Dataset entries START

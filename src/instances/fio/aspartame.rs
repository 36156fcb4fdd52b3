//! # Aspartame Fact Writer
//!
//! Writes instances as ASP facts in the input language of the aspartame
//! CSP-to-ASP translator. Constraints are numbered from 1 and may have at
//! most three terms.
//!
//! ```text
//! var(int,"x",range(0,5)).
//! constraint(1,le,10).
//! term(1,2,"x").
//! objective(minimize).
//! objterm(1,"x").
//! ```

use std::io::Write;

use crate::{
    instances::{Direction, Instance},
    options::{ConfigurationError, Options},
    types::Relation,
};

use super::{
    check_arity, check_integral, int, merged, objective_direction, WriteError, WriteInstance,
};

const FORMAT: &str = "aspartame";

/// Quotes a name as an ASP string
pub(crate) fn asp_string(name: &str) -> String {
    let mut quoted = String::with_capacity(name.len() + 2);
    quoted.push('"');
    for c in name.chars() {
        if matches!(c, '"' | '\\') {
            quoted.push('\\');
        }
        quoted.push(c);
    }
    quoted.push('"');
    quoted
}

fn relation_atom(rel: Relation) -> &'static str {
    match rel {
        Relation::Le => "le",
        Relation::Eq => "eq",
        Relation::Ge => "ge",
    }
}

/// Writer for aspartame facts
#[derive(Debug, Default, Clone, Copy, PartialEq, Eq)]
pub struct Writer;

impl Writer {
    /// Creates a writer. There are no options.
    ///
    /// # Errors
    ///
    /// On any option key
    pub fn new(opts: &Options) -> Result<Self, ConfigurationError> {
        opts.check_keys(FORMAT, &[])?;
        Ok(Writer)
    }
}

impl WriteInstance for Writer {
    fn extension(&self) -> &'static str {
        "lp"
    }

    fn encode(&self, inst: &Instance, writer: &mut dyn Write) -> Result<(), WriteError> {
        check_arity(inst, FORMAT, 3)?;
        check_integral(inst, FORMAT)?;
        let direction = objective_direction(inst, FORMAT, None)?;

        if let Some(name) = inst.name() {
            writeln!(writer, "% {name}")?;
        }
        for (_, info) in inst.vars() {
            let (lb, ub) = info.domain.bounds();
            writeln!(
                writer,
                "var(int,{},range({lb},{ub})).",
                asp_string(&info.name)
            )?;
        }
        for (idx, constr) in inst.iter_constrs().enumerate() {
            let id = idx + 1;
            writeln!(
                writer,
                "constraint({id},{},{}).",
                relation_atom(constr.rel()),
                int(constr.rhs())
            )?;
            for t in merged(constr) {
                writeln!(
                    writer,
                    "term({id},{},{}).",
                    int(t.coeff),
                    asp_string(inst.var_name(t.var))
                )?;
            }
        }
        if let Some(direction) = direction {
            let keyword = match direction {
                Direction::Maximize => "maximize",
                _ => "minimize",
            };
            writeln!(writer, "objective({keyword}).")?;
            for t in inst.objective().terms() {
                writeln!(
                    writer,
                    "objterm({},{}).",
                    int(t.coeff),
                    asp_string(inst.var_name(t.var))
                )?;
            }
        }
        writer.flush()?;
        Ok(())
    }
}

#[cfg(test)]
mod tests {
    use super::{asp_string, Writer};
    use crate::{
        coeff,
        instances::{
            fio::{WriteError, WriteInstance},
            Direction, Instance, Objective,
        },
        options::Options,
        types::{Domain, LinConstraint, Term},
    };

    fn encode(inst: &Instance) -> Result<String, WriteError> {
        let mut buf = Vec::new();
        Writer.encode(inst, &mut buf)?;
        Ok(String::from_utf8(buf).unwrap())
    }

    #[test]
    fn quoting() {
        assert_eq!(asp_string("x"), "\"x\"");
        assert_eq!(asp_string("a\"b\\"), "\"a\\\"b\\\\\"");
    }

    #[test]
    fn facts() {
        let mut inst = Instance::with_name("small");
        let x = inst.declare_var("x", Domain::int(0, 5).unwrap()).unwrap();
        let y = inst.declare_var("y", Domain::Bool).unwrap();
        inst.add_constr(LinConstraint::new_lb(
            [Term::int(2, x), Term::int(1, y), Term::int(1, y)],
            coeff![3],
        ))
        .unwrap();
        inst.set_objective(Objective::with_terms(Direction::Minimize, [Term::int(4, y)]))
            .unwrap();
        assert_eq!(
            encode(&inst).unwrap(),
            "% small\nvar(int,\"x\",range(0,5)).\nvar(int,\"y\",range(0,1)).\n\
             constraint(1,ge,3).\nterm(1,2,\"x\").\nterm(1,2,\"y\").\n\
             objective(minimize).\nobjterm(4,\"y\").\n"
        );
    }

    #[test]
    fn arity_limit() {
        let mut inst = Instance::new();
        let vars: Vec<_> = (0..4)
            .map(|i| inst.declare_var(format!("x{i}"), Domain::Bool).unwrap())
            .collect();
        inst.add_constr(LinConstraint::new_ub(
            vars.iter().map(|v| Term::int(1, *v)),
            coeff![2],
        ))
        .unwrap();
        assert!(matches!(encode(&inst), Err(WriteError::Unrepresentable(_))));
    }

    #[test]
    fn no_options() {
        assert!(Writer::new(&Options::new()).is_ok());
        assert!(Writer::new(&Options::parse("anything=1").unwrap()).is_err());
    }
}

Dataset entries END

### Problem
What you give back must be the stretch above, starting at the line with "#[derive(Debug, Default, Clone, Copy, PartialEq, Eq)]" and ending at the line with "let direction = objective_direction(inst, FORMAT, None)?;", copied exactly.

### Output for this task
#[derive(Debug, Default, Clone, Copy, PartialEq, Eq)]
pub struct Writer;

impl Writer {
    /// Creates a writer. There are no options.
    ///
    /// # Errors
    ///
    /// On any option key
    pub fn new(opts: &Options) -> Result<Self, ConfigurationError> {
        opts.check_keys(FORMAT, &[])?;
        Ok(Writer)
    }
}

impl WriteInstance for Writer {
    fn extension(&self) -> &'static str {
        "lp"
    }

    fn encode(&self, inst: &Instance, writer: &mut dyn Write) -> Result<(), WriteError> {
        check_arity(inst, FORMAT, 3)?;
        check_integral(inst, FORMAT)?;
        let direction = objective_direction(inst, FORMAT, None)?;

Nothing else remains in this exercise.